[Your instructions] Go through the records below and tally the lines that include "value". Answer with the number only.

*** Data in this exercise

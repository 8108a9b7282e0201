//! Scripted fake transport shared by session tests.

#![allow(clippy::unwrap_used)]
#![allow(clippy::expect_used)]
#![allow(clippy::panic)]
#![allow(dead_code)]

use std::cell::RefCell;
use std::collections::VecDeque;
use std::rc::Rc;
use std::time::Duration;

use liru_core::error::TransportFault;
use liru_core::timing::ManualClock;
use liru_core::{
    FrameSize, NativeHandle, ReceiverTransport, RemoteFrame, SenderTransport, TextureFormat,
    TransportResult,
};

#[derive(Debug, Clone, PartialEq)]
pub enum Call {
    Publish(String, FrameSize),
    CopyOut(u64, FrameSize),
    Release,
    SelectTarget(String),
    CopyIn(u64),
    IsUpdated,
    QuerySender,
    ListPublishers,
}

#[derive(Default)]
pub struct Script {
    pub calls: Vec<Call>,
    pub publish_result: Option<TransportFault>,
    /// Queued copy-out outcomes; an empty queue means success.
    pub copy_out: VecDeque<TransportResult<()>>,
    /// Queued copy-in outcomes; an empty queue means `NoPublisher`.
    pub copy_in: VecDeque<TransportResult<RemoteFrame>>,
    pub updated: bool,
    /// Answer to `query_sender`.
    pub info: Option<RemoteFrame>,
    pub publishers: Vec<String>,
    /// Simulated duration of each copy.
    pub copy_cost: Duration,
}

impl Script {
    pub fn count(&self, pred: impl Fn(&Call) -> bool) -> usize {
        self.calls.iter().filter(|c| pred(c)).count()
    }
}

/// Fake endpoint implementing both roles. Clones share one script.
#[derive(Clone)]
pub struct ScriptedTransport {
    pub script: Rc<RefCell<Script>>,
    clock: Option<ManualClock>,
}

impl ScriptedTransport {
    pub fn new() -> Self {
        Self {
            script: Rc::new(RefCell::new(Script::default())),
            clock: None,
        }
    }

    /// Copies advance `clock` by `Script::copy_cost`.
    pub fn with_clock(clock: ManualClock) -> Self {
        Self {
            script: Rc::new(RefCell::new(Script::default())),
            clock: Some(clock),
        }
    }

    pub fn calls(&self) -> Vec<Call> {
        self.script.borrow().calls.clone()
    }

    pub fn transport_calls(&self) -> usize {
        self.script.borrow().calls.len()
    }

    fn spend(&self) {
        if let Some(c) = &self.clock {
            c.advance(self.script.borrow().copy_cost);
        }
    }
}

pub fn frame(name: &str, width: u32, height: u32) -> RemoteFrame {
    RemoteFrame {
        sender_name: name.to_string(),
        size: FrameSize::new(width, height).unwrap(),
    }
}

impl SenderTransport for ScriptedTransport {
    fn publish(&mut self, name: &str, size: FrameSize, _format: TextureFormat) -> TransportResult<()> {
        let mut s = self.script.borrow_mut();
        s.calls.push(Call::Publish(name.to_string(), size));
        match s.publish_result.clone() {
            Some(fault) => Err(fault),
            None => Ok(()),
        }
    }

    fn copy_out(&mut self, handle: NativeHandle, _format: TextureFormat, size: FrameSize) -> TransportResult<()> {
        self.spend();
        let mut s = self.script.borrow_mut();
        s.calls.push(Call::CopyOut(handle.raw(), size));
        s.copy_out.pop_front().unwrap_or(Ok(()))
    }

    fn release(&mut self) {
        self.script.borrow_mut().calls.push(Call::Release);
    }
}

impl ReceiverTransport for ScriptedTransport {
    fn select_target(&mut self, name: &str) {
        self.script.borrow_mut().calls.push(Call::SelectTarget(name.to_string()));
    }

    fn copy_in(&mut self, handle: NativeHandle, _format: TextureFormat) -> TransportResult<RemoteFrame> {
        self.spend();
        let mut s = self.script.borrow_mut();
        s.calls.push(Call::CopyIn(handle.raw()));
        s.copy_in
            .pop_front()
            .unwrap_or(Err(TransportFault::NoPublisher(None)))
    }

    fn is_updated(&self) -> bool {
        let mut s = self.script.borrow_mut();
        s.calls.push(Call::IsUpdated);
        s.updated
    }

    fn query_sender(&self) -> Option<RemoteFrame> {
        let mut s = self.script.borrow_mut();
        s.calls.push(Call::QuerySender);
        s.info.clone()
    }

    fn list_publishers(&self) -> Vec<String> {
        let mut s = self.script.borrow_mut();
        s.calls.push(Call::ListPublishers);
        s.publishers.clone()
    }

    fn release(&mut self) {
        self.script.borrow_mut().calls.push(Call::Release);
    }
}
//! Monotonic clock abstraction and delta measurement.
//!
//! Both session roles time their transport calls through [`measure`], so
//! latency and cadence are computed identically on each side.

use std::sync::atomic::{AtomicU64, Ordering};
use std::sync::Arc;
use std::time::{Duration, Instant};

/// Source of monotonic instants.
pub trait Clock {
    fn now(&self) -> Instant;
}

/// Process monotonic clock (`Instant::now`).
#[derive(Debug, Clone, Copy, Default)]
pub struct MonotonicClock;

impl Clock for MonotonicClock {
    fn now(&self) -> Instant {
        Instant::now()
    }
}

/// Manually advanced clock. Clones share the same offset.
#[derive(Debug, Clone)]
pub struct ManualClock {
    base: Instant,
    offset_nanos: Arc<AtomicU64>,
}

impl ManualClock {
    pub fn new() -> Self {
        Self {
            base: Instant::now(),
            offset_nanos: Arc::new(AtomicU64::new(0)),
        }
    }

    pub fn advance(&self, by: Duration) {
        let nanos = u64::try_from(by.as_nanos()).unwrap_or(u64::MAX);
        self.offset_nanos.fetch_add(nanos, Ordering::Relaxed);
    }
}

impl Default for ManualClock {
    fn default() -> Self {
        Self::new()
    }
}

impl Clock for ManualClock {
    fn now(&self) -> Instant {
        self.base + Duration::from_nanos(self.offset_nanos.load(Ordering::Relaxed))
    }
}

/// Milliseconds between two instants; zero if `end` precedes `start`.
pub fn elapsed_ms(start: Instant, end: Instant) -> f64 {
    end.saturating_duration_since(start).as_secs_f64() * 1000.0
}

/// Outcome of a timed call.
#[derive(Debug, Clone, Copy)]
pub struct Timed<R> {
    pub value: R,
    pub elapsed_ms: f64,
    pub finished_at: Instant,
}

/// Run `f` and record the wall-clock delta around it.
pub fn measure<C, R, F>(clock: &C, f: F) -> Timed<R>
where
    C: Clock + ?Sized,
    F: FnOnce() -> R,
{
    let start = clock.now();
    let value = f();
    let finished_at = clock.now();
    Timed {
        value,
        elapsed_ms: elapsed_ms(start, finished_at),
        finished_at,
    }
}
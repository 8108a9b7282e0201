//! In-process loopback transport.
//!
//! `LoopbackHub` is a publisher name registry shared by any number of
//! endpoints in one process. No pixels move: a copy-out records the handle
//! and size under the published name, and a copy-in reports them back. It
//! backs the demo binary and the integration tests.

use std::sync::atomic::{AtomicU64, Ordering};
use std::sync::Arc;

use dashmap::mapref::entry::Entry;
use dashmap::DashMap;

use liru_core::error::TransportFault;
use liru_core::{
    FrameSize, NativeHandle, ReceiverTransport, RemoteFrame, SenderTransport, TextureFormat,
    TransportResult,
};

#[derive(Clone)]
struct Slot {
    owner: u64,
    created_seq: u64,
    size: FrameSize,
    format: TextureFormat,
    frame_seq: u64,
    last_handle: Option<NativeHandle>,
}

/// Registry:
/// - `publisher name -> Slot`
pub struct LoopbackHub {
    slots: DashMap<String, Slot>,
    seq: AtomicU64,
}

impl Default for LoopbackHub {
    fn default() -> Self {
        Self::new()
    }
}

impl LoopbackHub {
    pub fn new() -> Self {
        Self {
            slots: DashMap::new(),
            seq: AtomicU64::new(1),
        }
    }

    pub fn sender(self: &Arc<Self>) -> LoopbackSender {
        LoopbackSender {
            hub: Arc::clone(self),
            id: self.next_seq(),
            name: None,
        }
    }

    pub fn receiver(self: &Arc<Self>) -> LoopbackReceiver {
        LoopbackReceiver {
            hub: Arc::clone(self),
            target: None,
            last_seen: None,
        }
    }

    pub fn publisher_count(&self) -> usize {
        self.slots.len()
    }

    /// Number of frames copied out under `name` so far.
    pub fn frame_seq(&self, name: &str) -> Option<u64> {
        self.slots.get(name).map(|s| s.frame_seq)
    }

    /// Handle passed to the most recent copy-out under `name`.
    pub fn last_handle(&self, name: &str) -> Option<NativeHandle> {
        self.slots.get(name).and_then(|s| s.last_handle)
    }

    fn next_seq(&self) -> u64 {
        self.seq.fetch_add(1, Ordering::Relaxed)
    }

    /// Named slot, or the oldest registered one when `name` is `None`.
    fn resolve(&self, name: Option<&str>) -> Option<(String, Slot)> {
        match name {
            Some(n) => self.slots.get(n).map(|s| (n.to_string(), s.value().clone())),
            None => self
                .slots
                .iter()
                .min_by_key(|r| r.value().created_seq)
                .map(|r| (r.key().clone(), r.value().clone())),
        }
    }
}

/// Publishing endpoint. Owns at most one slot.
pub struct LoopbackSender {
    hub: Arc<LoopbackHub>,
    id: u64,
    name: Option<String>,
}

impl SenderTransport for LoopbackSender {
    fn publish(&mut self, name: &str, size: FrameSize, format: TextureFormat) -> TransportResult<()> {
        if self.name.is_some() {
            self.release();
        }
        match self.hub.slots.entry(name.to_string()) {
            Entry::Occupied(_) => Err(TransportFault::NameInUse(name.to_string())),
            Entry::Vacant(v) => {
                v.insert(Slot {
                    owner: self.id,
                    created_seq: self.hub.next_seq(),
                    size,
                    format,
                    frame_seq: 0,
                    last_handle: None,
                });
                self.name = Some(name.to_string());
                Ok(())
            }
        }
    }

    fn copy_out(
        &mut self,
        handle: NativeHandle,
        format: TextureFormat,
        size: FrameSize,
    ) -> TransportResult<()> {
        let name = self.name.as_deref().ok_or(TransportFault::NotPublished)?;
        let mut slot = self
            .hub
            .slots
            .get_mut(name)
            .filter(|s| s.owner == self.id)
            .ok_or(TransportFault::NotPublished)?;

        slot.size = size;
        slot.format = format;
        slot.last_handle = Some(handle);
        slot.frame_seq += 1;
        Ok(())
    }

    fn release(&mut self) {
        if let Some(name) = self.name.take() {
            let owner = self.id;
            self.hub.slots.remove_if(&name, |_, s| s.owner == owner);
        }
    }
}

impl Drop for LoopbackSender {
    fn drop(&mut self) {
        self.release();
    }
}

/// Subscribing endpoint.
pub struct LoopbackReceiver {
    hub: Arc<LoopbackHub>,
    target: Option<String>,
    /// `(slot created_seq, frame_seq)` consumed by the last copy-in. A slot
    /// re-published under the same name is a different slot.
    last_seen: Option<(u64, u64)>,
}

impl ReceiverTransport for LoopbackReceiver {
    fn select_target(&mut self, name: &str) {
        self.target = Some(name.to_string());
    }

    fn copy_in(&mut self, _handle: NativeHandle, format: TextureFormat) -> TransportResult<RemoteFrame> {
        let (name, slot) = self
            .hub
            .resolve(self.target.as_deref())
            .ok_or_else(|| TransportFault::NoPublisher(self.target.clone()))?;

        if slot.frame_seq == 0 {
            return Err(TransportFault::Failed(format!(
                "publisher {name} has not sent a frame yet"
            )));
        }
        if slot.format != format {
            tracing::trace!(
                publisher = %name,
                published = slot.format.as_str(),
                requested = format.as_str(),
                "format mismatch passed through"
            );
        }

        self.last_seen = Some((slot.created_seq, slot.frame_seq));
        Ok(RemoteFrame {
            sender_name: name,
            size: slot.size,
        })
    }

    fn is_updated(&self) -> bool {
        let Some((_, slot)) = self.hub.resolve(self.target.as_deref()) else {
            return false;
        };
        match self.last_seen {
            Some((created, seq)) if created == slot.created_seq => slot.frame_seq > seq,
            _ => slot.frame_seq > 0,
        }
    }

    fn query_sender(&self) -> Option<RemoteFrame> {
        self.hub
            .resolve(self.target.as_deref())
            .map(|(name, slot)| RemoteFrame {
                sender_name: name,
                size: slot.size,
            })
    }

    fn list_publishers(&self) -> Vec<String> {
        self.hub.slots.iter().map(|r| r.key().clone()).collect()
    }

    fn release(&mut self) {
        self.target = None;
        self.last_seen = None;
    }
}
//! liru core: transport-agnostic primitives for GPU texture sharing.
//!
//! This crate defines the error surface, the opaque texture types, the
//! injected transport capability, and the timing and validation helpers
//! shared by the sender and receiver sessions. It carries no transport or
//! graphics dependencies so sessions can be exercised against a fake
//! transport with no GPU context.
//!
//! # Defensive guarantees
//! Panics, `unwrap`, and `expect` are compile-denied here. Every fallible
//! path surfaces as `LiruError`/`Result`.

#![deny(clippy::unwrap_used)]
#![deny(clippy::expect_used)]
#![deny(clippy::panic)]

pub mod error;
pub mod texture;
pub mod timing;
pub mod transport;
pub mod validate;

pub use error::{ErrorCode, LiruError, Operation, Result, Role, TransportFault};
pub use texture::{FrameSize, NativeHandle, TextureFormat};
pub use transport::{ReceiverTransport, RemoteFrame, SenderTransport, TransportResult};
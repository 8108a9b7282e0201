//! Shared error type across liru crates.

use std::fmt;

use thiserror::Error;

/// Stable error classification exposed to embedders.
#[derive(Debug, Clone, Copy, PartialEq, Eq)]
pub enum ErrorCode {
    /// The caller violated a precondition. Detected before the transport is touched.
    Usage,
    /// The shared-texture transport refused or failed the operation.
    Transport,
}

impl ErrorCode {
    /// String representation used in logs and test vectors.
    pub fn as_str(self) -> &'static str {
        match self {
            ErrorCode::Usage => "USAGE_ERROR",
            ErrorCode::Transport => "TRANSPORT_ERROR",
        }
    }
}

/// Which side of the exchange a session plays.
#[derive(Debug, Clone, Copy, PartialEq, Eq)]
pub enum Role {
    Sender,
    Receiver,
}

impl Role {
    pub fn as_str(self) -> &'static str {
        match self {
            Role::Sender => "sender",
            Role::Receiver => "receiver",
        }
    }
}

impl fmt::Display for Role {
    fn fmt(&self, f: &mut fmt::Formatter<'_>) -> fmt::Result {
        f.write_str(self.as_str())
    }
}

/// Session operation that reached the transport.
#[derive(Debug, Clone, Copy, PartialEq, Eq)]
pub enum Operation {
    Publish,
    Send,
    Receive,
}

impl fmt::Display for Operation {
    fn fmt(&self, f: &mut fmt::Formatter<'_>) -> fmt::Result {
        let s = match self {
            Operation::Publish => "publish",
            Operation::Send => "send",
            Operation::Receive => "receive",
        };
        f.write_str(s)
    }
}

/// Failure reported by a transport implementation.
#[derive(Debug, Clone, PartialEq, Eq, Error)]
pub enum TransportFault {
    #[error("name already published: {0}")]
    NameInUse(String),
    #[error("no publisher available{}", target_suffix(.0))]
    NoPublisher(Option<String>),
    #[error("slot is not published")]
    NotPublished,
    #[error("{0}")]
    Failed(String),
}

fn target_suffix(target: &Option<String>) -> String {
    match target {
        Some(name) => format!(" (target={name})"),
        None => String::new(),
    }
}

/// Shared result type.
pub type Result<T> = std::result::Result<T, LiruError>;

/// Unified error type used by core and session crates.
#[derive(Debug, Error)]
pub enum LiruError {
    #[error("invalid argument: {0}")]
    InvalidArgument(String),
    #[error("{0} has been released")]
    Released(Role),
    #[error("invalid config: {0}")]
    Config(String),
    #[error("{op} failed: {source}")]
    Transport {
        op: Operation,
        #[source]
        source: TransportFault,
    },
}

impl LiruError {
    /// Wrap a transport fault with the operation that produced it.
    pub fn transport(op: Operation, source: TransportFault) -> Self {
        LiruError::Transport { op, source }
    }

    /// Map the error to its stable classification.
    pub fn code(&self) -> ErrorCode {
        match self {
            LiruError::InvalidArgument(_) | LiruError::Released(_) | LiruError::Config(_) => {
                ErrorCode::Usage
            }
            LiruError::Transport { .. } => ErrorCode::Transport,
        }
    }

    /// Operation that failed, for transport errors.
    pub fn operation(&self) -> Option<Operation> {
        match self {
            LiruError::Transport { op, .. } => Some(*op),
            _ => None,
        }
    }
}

******

[Answer to the exercise] 6